For those interested in this topic see the announcement below:
UPDATE 2-CME, Thomson Reuters win battle to replace century-old silver benchmark
(Writes through with quotes, background)
* LBMA settles on silver fix replacement after 2-month hunt
* New mechanism heralds change in precious metals benchmarks
By Clara Denina and Jan Harvey
LONDON, July 11 (Reuters) – CME Group and Thomson Reuters will operate an electronic silver benchmark when the 117-year-old “fix” is disbanded in August, in a move widely seen preceding sweeping reforms of precious metals price-setting.
The London Bullion Market Association (LBMA) said in a statement on Friday that CME Group will provide a price platform and methodology for the daily process, while Thomson Reuters is responsible for administration and governance.

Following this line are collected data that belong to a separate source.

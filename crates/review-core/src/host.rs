//! Seams to the host application.
//!
//! The host owns the viewports and the event loop. review-rs only needs to
//! read and write one viewport camera and to register a single repeating
//! timer.

use std::time::Duration;

use crate::sample::ViewSample;

/// Access to the host's 3D viewport.
///
/// When several 3D viewports exist the host should use the first one it
/// finds.
pub trait ViewportHost {
    /// Reads the current view, or `None` if no 3D viewport is available.
    fn read_view(&self) -> Option<ViewSample>;

    /// Moves the viewport to `view`. Returns false if no 3D viewport is
    /// available.
    fn write_view(&mut self, view: &ViewSample) -> bool;
}

/// What the timer callback asks of the scheduler.
#[derive(Debug, Clone, Copy, PartialEq, Eq)]
pub enum TickOutcome {
    /// Run the callback again after the given delay.
    Reschedule(Duration),
    /// Deregister the timer.
    Stop,
}

/// The host's repeating timer facility.
///
/// At most one timer is registered at a time. Returning
/// [`TickOutcome::Stop`] from a tick deregisters it permanently; it has to be
/// registered again to resume.
pub trait Scheduler {
    /// Registers the tick callback, first firing after `first_interval`.
    fn register(&mut self, first_interval: Duration);

    /// Removes the tick callback if registered.
    fn unregister(&mut self);

    /// Returns whether the tick callback is currently registered.
    fn is_registered(&self) -> bool;
}
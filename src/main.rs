//! shaderd: a shader compilation server
//!
//! Clients connect over TCP, send one framed GLSL source (vertex or
//! fragment), and receive the compiled binary back on the same connection.
//!
//! Features:
//! - Single-threaded mio reactor serving many interleaved connections
//! - Strict header validation before any payload is read
//! - Optional worker pool so slow compiles do not stall the reactor
//! - One-shot `compile` mode for a single file
//! - Configuration via CLI arguments or TOML file

mod backend;
mod config;
mod oneshot;
mod protocol;
mod runtime;

use backend::{NagaBackend, SharedBackend};
use config::{Config, Mode};
use std::sync::Arc;
use tracing::{error, info};
use tracing_subscriber::EnvFilter;

fn main() -> Result<(), Box<dyn std::error::Error>> {
    // Load configuration
    let config = Config::load()?;

    // Initialize logging
    let filter =
        EnvFilter::try_from_default_env().unwrap_or_else(|_| EnvFilter::new(&config.log_level));

    tracing_subscriber::fmt()
        .with_env_filter(filter)
        .with_target(false)
        .init();

    let backend: SharedBackend = Arc::new(NagaBackend::new());
    info!(
        backend = backend.name(),
        target = %backend.describe(),
        "Compilation backend ready"
    );

    match &config.mode {
        Mode::Serve => serve(&config, backend),
        Mode::Compile { input, output } => compile(backend, input, output.as_deref()),
    }
}

/// Run the TCP compile server until it stops.
fn serve(config: &Config, backend: SharedBackend) -> Result<(), Box<dyn std::error::Error>> {
    info!(
        host = %config.host,
        port = config.port,
        workers = config.workers,
        failure_sentinel = config.failure_sentinel,
        "Starting shaderd server"
    );
    runtime::run(config, backend)?;
    info!("Server stopped");
    Ok(())
}

/// Compile one file and exit.
fn compile(
    backend: SharedBackend,
    input: &std::path::Path,
    output: Option<&std::path::Path>,
) -> Result<(), Box<dyn std::error::Error>> {
    if let Err(e) = oneshot::compile_file(backend.as_ref(), input, output) {
        error!(error = %e, "One-shot compile failed");
        return Err(e.into());
    }
    Ok(())
}
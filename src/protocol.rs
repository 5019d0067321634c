//! Wire codec for the shader compile protocol.
//!
//! One request and at most one response per TCP connection:
//!
//! ```text
//! Request:  magic (4) | kind (4) | payload length (4) | payload (length bytes)
//! Response: artifact length (4) | artifact (length bytes)
//! ```
//!
//! All fixed-width fields are big-endian. The functions here are pure and
//! never touch a socket.

use bytes::{Buf, BufMut, Bytes};
use std::path::Path;
use thiserror::Error;

/// Size of the fixed request header.
pub const HEADER_LEN: usize = 12;

/// Size of the length prefix in front of a response artifact.
pub const RESPONSE_PREFIX_LEN: usize = 4;

/// Sentinel opening every request header (ASCII `SHDR`).
pub const MAGIC: u32 = 0x5348_4452;

/// Hard upper bound for a declared payload length (1 MiB).
pub const MAX_PAYLOAD_LEN: u32 = 1024 * 1024;

/// Pipeline stage the source text is compiled for.
#[derive(Debug, Clone, Copy, PartialEq, Eq, Hash)]
pub enum ShaderKind {
    Vertex,
    Fragment,
}

impl ShaderKind {
    /// Map the wire value to a shader kind.
    pub fn from_wire(value: u32) -> Option<Self> {
        match value {
            1 => Some(ShaderKind::Vertex),
            2 => Some(ShaderKind::Fragment),
            _ => None,
        }
    }

    /// Wire value of this kind.
    #[allow(dead_code)] // Client side of the codec; the server only decodes
    pub fn to_wire(self) -> u32 {
        match self {
            ShaderKind::Vertex => 1,
            ShaderKind::Fragment => 2,
        }
    }

    /// Infer the kind from a `.vert` / `.frag` file extension.
    pub fn from_path(path: &Path) -> Option<Self> {
        match path.extension()?.to_str()? {
            "vert" => Some(ShaderKind::Vertex),
            "frag" => Some(ShaderKind::Fragment),
            _ => None,
        }
    }

    pub fn as_str(self) -> &'static str {
        match self {
            ShaderKind::Vertex => "vertex",
            ShaderKind::Fragment => "fragment",
        }
    }
}

impl std::fmt::Display for ShaderKind {
    fn fmt(&self, f: &mut std::fmt::Formatter<'_>) -> std::fmt::Result {
        f.write_str(self.as_str())
    }
}

/// Decoded request header.
#[derive(Debug, Clone, Copy, PartialEq, Eq)]
pub struct Header {
    pub kind: ShaderKind,
    /// Declared payload size, always within `1..=MAX_PAYLOAD_LEN`.
    pub payload_len: u32,
}

/// Malformed or out-of-bounds request header.
#[derive(Debug, Clone, Copy, PartialEq, Eq, Error)]
pub enum ProtocolError {
    #[error("bad magic 0x{0:08x}")]
    BadMagic(u32),
    #[error("payload of {0} bytes exceeds the {max} byte limit", max = MAX_PAYLOAD_LEN)]
    OversizedPayload(u32),
    #[error("empty payload")]
    EmptyPayload,
    #[error("invalid shader kind {0}")]
    InvalidKind(u32),
}

/// Failure to frame an artifact into a response.
#[derive(Debug, Clone, Copy, PartialEq, Eq, Error)]
pub enum ResponseError {
    #[error("artifact of {0} bytes cannot be length-prefixed")]
    TooLarge(usize),
    #[error("failed to allocate a {0} byte response buffer")]
    Alloc(usize),
}

/// Decode the fixed 12-byte request header.
pub fn decode_header(bytes: &[u8; HEADER_LEN]) -> Result<Header, ProtocolError> {
    let mut buf = &bytes[..];
    let magic = buf.get_u32();
    let kind = buf.get_u32();
    let payload_len = buf.get_u32();

    if magic != MAGIC {
        return Err(ProtocolError::BadMagic(magic));
    }
    if payload_len > MAX_PAYLOAD_LEN {
        return Err(ProtocolError::OversizedPayload(payload_len));
    }
    if payload_len == 0 {
        return Err(ProtocolError::EmptyPayload);
    }
    let kind = ShaderKind::from_wire(kind).ok_or(ProtocolError::InvalidKind(kind))?;

    Ok(Header { kind, payload_len })
}

/// Encode a header; exact inverse of [`decode_header`].
#[allow(dead_code)] // Client side of the codec; the server only decodes
pub fn encode_header(header: &Header) -> [u8; HEADER_LEN] {
    let mut out = [0u8; HEADER_LEN];
    let mut buf = &mut out[..];
    buf.put_u32(MAGIC);
    buf.put_u32(header.kind.to_wire());
    buf.put_u32(header.payload_len);
    out
}

/// Frame an artifact: 4-byte length followed by the bytes verbatim.
pub fn encode_response(artifact: &[u8]) -> Result<Bytes, ResponseError> {
    let len =
        u32::try_from(artifact.len()).map_err(|_| ResponseError::TooLarge(artifact.len()))?;
    let total = RESPONSE_PREFIX_LEN + artifact.len();

    let mut out = Vec::new();
    out.try_reserve_exact(total).map_err(|_| ResponseError::Alloc(total))?;
    out.put_u32(len);
    out.put_slice(artifact);
    Ok(Bytes::from(out))
}

/// Zero-length response, sent on compile failure when enabled.
pub fn failure_response() -> Bytes {
    Bytes::from_static(&[0, 0, 0, 0])
}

CME/Thomson Reuters will start testing the new process in early August after the closely contested competition to produce a solution.
The silver fix – used by producers, consumers and investors – is set every day at noon by three banks via a conference call, working out a price at which their customers are willing to buy and sell the metal.
But with increased attention from regulators in the wake of benchmark manipulation in other markets, the current operator – London Silver Market Fixing Ltd – said in May it would stop running the daily call.
The LBMA consulted market participants with the aim of producing a transparent electronic alternative that complies with toughened regulatory benchmarking standards.